Research and Development Expenses

Research and development costs are expensed as incurred. Included in research and development costs are wages, benefits, facilities, supplies, external services, and other operating costs and overhead directly related to the Company’s research and development departments, as well as costs to acquire technology licenses.

Stock-based Compensation

The Company follows the provisions of ASC 718, which requires the measurement and recognition of compensation expense for all stock based payment awards made to employees and non-employee directors, including employee stock options. Stock compensation expense based on the grant date fair value estimated in accordance with the provisions of ASC 718 is recognized as an expense over the requisite service period.

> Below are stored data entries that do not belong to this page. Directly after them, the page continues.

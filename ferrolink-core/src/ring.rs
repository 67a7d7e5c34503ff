//! Transactional single-producer/single-consumer ring buffer
//!
//! The producer stages bytes with [`RingBuffer::write_tentative`] and
//! publishes the whole batch with [`RingBuffer::commit`]. A consumer
//! polling [`RingBuffer::pop`] sees either none or all of the batch,
//! never a partial packet, with one carve-out: a batch that fills the
//! buffer to exactly its capacity becomes readable before its commit,
//! because full and empty share the same index state and the read
//! predicate is `full || read != write`. Producers that want the
//! atomicity guarantee must keep batches under the capacity.
//! [`RingBuffer::reset_tentative`] discards a batch that could not be
//! completed.
//!
//! The buffer itself is a plain `&mut self` structure. Sharing one
//! across the interrupt boundary is the job of
//! [`crate::serial::SerialPort`], which wraps its buffers in a
//! critical-section mutex; each side of that split only ever moves a
//! single index per operation.

/// Fixed-capacity byte queue with tentative writes.
///
/// Invariants:
/// - `write` always reflects the last committed position.
/// - `tentative` is at or ahead of `write` in circular order.
/// - `full` is set when staged plus committed bytes fill the capacity.
#[derive(Debug, Clone)]
pub struct RingBuffer<const N: usize> {
    buf: [u8; N],
    read: usize,
    write: usize,
    tentative: usize,
    full: bool,
}

impl<const N: usize> RingBuffer<N> {
    pub const fn new() -> Self {
        Self {
            buf: [0; N],
            read: 0,
            write: 0,
            tentative: 0,
            full: false,
        }
    }

    /// Stage one byte without making it visible to the consumer.
    ///
    /// Returns `false` and stages nothing when the buffer (including
    /// staged-but-uncommitted bytes) is full.
    pub fn write_tentative(&mut self, byte: u8) -> bool {
        if self.full {
            return false;
        }
        self.buf[self.tentative] = byte;
        self.tentative = (self.tentative + 1) % N;
        self.full = self.tentative == self.read;
        true
    }

    /// Busy-wait until space is available, then stage one byte.
    ///
    /// Only meaningful when an interrupt consumer drains the buffer
    /// concurrently; on a single-owner buffer this would spin forever.
    pub fn write_tentative_blocking(&mut self, byte: u8) {
        while !self.write_tentative(byte) {
            core::hint::spin_loop();
        }
    }

    /// Publish all bytes staged since the previous commit.
    ///
    /// This is the only producer operation a concurrent consumer can
    /// observe: a single index move that exposes the whole batch.
    pub fn commit(&mut self) {
        self.write = self.tentative;
    }

    /// Discard all staged-but-uncommitted bytes.
    pub fn reset_tentative(&mut self) {
        if self.tentative != self.write {
            self.full = false;
        }
        self.tentative = self.write;
    }

    /// Pop the oldest committed byte.
    pub fn pop(&mut self) -> Option<u8> {
        let byte = self.peek()?;
        self.read = (self.read + 1) % N;
        self.full = false;
        Some(byte)
    }

    /// The oldest committed byte, without consuming it.
    pub fn peek(&self) -> Option<u8> {
        if self.read == self.write && !self.full {
            None
        } else {
            Some(self.buf[self.read])
        }
    }

    /// Busy-wait until a byte is available, then pop it.
    pub fn pop_blocking(&mut self) -> u8 {
        loop {
            if let Some(byte) = self.pop() {
                return byte;
            }
            core::hint::spin_loop();
        }
    }

    /// Number of committed, unread bytes.
    pub fn len(&self) -> usize {
        if self.full {
            return N;
        }
        (self.write + N - self.read) % N
    }

    pub fn is_empty(&self) -> bool {
        self.read == self.write && !self.full
    }

    pub fn is_full(&self) -> bool {
        self.full
    }

    pub const fn capacity(&self) -> usize {
        N
    }
}

impl<const N: usize> Default for RingBuffer<N> {
    fn default() -> Self {
        Self::new()
    }
}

For stock options granted as consideration for services rendered by non-employees, the Company recognizes compensation expense in accordance with the requirements of FASB ASC Topic 505-50, “Equity Based Payments to Non- Employees “. Non-employee option grants that do not vest immediately upon grant are recorded as an expense over the vesting period of the underlying stock options. At the end of each financial reporting period prior to vesting, the value of these options, as calculated using the Black-Scholes option-pricing model, will be re-measured using the fair value of the Company’s common stock and the non-cash compensation recognized during the period will be adjusted accordingly. Since the fair market value of options granted to non-employees is subject to change in the future, the amount of the future compensation expense will include fair value re-measurements until the stock options are fully vested.

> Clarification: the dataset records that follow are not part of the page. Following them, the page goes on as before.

//! Client orchestration
//!
//! The receive path mirrors the transmit path in reverse: interrupt
//! pump -> input buffer -> [`Client::try_receive`] -> SLIP decode ->
//! checksum validation -> dispatch. Reserved commands (SYNC and
//! RESP_CB) are handled internally and swallowed; anything else is
//! surfaced to the caller.

use heapless::Vec;

use ferrolink_hal::BytePort;
use ferrolink_protocol::commands;
use ferrolink_protocol::packet::Packet;
use ferrolink_protocol::request::{ByteSink, Param, RequestEncoder, RequestError};
use ferrolink_protocol::slip::{self, FrameReceiver};

use crate::callbacks::CallbackTable;

/// Receive frame capture capacity in bytes.
pub const FRAME_CAPACITY: usize = 128;

/// Default receive timeout, expressed as a poll-iteration count (no
/// clock on this target; a caller that never polls never times out).
pub const RECEIVE_TIMEOUT: u32 = 50_000;

/// Adapts the transactional port to the encoder's byte sink.
struct PortSink<'p, P: BytePort>(&'p P);

impl<P: BytePort> ByteSink for PortSink<'_, P> {
    fn put(&mut self, byte: u8) -> bool {
        self.0.append(byte)
    }
}

/// Protocol client for one esp-link peer.
pub struct Client<'a, P: BytePort> {
    port: &'a P,
    rx: FrameReceiver<FRAME_CAPACITY>,
    callbacks: CallbackTable,
    /// Guards [`Client::sync`] against re-entry from the dispatch path.
    syncing: bool,
}

impl<'a, P: BytePort> Client<'a, P> {
    pub fn new(port: &'a P) -> Self {
        Self {
            port,
            rx: FrameReceiver::new(),
            callbacks: CallbackTable::new(),
            syncing: false,
        }
    }

    /// Send a request: command code, parameter list, trailing
    /// checksum, all staged as one output transaction and committed
    /// together, so the interrupt-driven transmitter never sees a
    /// partial frame.
    ///
    /// Callback parameters are registered in the table here; the slot
    /// index is what goes on the wire.
    pub fn execute(&mut self, command: u16, params: &[Param<'_>]) -> Result<(), RequestError> {
        let argc: u16 = params.iter().map(Param::slots).sum();
        let mut enc = RequestEncoder::new(PortSink(self.port), command, argc);
        for param in params {
            match *param {
                Param::U8(v) => enc.param_bytes(&v.to_le_bytes()),
                Param::I8(v) => enc.param_bytes(&v.to_le_bytes()),
                Param::U16(v) => enc.param_u16(v),
                Param::I16(v) => enc.param_bytes(&v.to_le_bytes()),
                Param::U32(v) => enc.param_u32(v),
                Param::I32(v) => enc.param_bytes(&v.to_le_bytes()),
                Param::Bool(v) => enc.param_bytes(&[u8::from(v)]),
                Param::Str(s) => enc.param_str(s),
                Param::StrWithLen(s) => enc.param_str_with_len(s),
                Param::Callback(f) => enc.param_u32(self.callbacks.register(f)),
            }
        }
        match enc.finish() {
            Ok(_sink) => {
                self.port.commit();
                Ok(())
            }
            Err(err) => {
                self.port.abort();
                Err(err)
            }
        }
    }

    /// Non-blocking poll: returns the first application-visible packet
    /// decoded from pending input, or `None` when input is exhausted
    /// or the next frame was swallowed (reserved command, bad
    /// checksum). The packet aliases the internal frame buffer and is
    /// valid until the next receive call.
    pub fn try_receive(&mut self) -> Option<Packet<'_>> {
        if self.poll_dispatch() {
            Packet::parse(self.rx.frame()).ok()
        } else {
            None
        }
    }

    /// Bounded busy-poll wrapper around [`Client::try_receive`].
    pub fn receive(&mut self, timeout: u32) -> Option<Packet<'_>> {
        for _ in 0..timeout {
            if self.poll_dispatch() {
                return Packet::parse(self.rx.frame()).ok();
            }
        }
        None
    }

    /// Resynchronization handshake.
    ///
    /// Primes the peer with a readable marker and a bare frame
    /// delimiter, flushes stale input, then sends the SYNC request and
    /// waits for a RESP_V confirmation. Returns `false` when the
    /// bounded receive loop drains without one, or when called
    /// re-entrantly from the dispatch path.
    pub fn sync(&mut self) -> bool {
        if self.syncing {
            return false;
        }
        self.syncing = true;

        self.send_text("sync\n");
        self.clear_input();
        // a raw END forces the peer's decoder to a frame boundary
        self.port.send_byte(slip::END);
        self.clear_input();
        // on backpressure the request never leaves; the receive loop
        // below then times out and reports the failure
        let _ = self.execute(commands::CMD_SYNC, &[]);

        let mut synced = false;
        loop {
            let Some(cmd) = self.receive(RECEIVE_TIMEOUT).map(|p| p.cmd) else {
                break;
            };
            if cmd == commands::CMD_RESP_V {
                synced = true;
                break;
            }
        }

        self.syncing = false;
        synced
    }

    /// Discard all pending input bytes and any partial capture.
    pub fn clear_input(&mut self) {
        while self.port.try_get().is_some() {}
        self.rx.reset();
    }

    /// Send readable text over the line, SLIP-escaped but outside any
    /// frame. Used by the sync handshake and handy for debug prints
    /// that esp-link forwards to its console. Long text goes out in
    /// committed chunks rather than one oversized transaction.
    pub fn send_text(&mut self, text: &str) {
        let port = self.port;
        let mut chunk: Vec<u8, 64> = Vec::new();
        for &byte in text.as_bytes() {
            slip::encode_byte(byte, |b| {
                if chunk.push(b).is_err() {
                    port.send(&chunk);
                    chunk.clear();
                    let _ = chunk.push(b);
                }
            });
        }
        port.send(&chunk);
    }

    /// Drain input until one frame completes; `true` when that frame
    /// should be surfaced to the caller.
    fn poll_dispatch(&mut self) -> bool {
        while self.port.data_available() {
            let byte = self.port.get();
            if !self.rx.feed(byte) {
                continue;
            }
            if self.rx.frame().is_empty() {
                // back-to-back delimiters: idle-line noise and the
                // boundary between a closing and an opening END
                continue;
            }

            let (cmd, value) = match Packet::parse(self.rx.frame()) {
                Ok(packet) => (packet.cmd, packet.value),
                Err(_err) => {
                    // receiver-silent-drop: no retransmission request
                    #[cfg(feature = "defmt")]
                    defmt::warn!("dropping invalid frame: {}", _err);
                    return false;
                }
            };

            match cmd {
                // the peer restarted and wants a fresh handshake
                commands::CMD_SYNC => {
                    self.sync();
                    return false;
                }
                commands::CMD_RESP_CB => {
                    if let Some(callback) = self.callbacks.lookup(value) {
                        if let Ok(packet) = Packet::parse(self.rx.frame()) {
                            callback(&packet);
                        }
                    }
                    return false;
                }
                _ => return true,
            }
        }
        false
    }
}

/// Typed convenience commands. Thin wrappers over
/// [`Client::execute`]; the command codes stay available for anything
/// not covered here.
impl<P: BytePort> Client<'_, P> {
    /// Seconds since the unix epoch, from the peer's clock.
    pub fn get_time(&mut self) -> Option<u32> {
        self.execute(commands::CMD_GET_TIME, &[]).ok()?;
        let packet = self.receive(RECEIVE_TIMEOUT)?;
        (packet.cmd == commands::CMD_RESP_V).then_some(packet.value)
    }

    /// Register the four MQTT event handlers.
    pub fn mqtt_setup(
        &mut self,
        connected: Option<ferrolink_protocol::Callback>,
        disconnected: Option<ferrolink_protocol::Callback>,
        published: Option<ferrolink_protocol::Callback>,
        data: Option<ferrolink_protocol::Callback>,
    ) -> Result<(), RequestError> {
        self.execute(
            commands::CMD_MQTT_SETUP,
            &[
                Param::Callback(connected),
                Param::Callback(disconnected),
                Param::Callback(published),
                Param::Callback(data),
            ],
        )
    }

    /// Publish a message; the payload length is sent both inline and
    /// as a discrete parameter, as the broker side expects.
    pub fn mqtt_publish(
        &mut self,
        topic: &str,
        message: &str,
        qos: u8,
        retain: bool,
    ) -> Result<(), RequestError> {
        self.execute(
            commands::CMD_MQTT_PUBLISH,
            &[
                Param::Str(topic),
                Param::StrWithLen(message),
                Param::U8(qos),
                Param::Bool(retain),
            ],
        )
    }

    pub fn mqtt_subscribe(&mut self, topic: &str, qos: u8) -> Result<(), RequestError> {
        self.execute(
            commands::CMD_MQTT_SUBSCRIBE,
            &[Param::Str(topic), Param::U8(qos)],
        )
    }
}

Convertible Preferred Stock

On April 27, 2012, the Company received net proceeds of $8.1 million from the issuance of the convertible preferred stock (“Series A Preferred Stock”). The Company first assessed the preferred stock under ASC 480, “Distinguishing Liabilities from Equity”, and it was determined it was not within the scope of ASC 480. The preferred stock was then assessed under ASC 815, “Derivatives and Hedging”.

The preferred stock is convertible into common stock at the holders’ option, subject to the terms of the Certificate of Designations. This embedded feature meets the definition of a derivative. The Company believes that the Series A Preferred Stock is an equity host for the purposes of assessing the embedded conversion option for potential bifurcation. The Company concluded that the conversion option feature is clearly and closely related to the preferred stock host. As such, the conversion feature did not require bifurcation under ASC 815.

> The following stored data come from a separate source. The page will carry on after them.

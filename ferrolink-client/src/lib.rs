//! esp-link protocol client
//!
//! Orchestrates the request/response traffic with the networking
//! co-processor: builds typed requests on top of any
//! [`ferrolink_hal::BytePort`], polls and validates incoming frames,
//! dispatches asynchronous responses through a fixed-size callback
//! table on the [`packet.value`](ferrolink_protocol::Packet::value)
//! index, and runs the resynchronization handshake when either side
//! restarts.
//!
//! Everything degrades to drop-and-continue: a corrupted frame, a
//! full callback table or a lost response never wedges the link.

#![no_std]
#![deny(unsafe_code)]

#[cfg(test)]
#[macro_use]
extern crate std;

pub mod callbacks;
pub mod client;

pub use callbacks::{CallbackTable, CALLBACK_SLOTS, NO_CALLBACK};
pub use client::{Client, FRAME_CAPACITY, RECEIVE_TIMEOUT};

The preferred stock was then assessed under ASC 470, “Debt with Conversion Features and Other Options”, to determine if there was a beneficial conversion feature (BCF). The BCF compares the carrying value of the preferred stock after the value of any derivatives has been allocated from the proceeds to the transaction date value of number of shares that the holder would receive upon conversion. The calculation resulted in a BCF of $9,500,000 and was recorded in additional paid-in capital.

The Company has recorded the Series A Preferred Stock in temporary equity as, the Company may not be able to control the actions necessary to issue the maximum number of common shares needed to provide for a conversion in full of the then outstanding Series A Preferred Stock, at which time a holder of the Series A Preferred Stock may elect to redeem their preferred shares outstanding in the amount equal to the face value per share, plus unpaid accrued dividends. The initial carrying value of the preferred stock was $9,500,000. Upon completion of the spin-off, the conversion option of the Series A Preferred Stock was immediately exercisable, therefore the $9,500,000 discount related to the BCF was immediately accreted to preferred dividends, resulting in an increase in the carrying value of the Series A Preferred Stock to $9,500,000.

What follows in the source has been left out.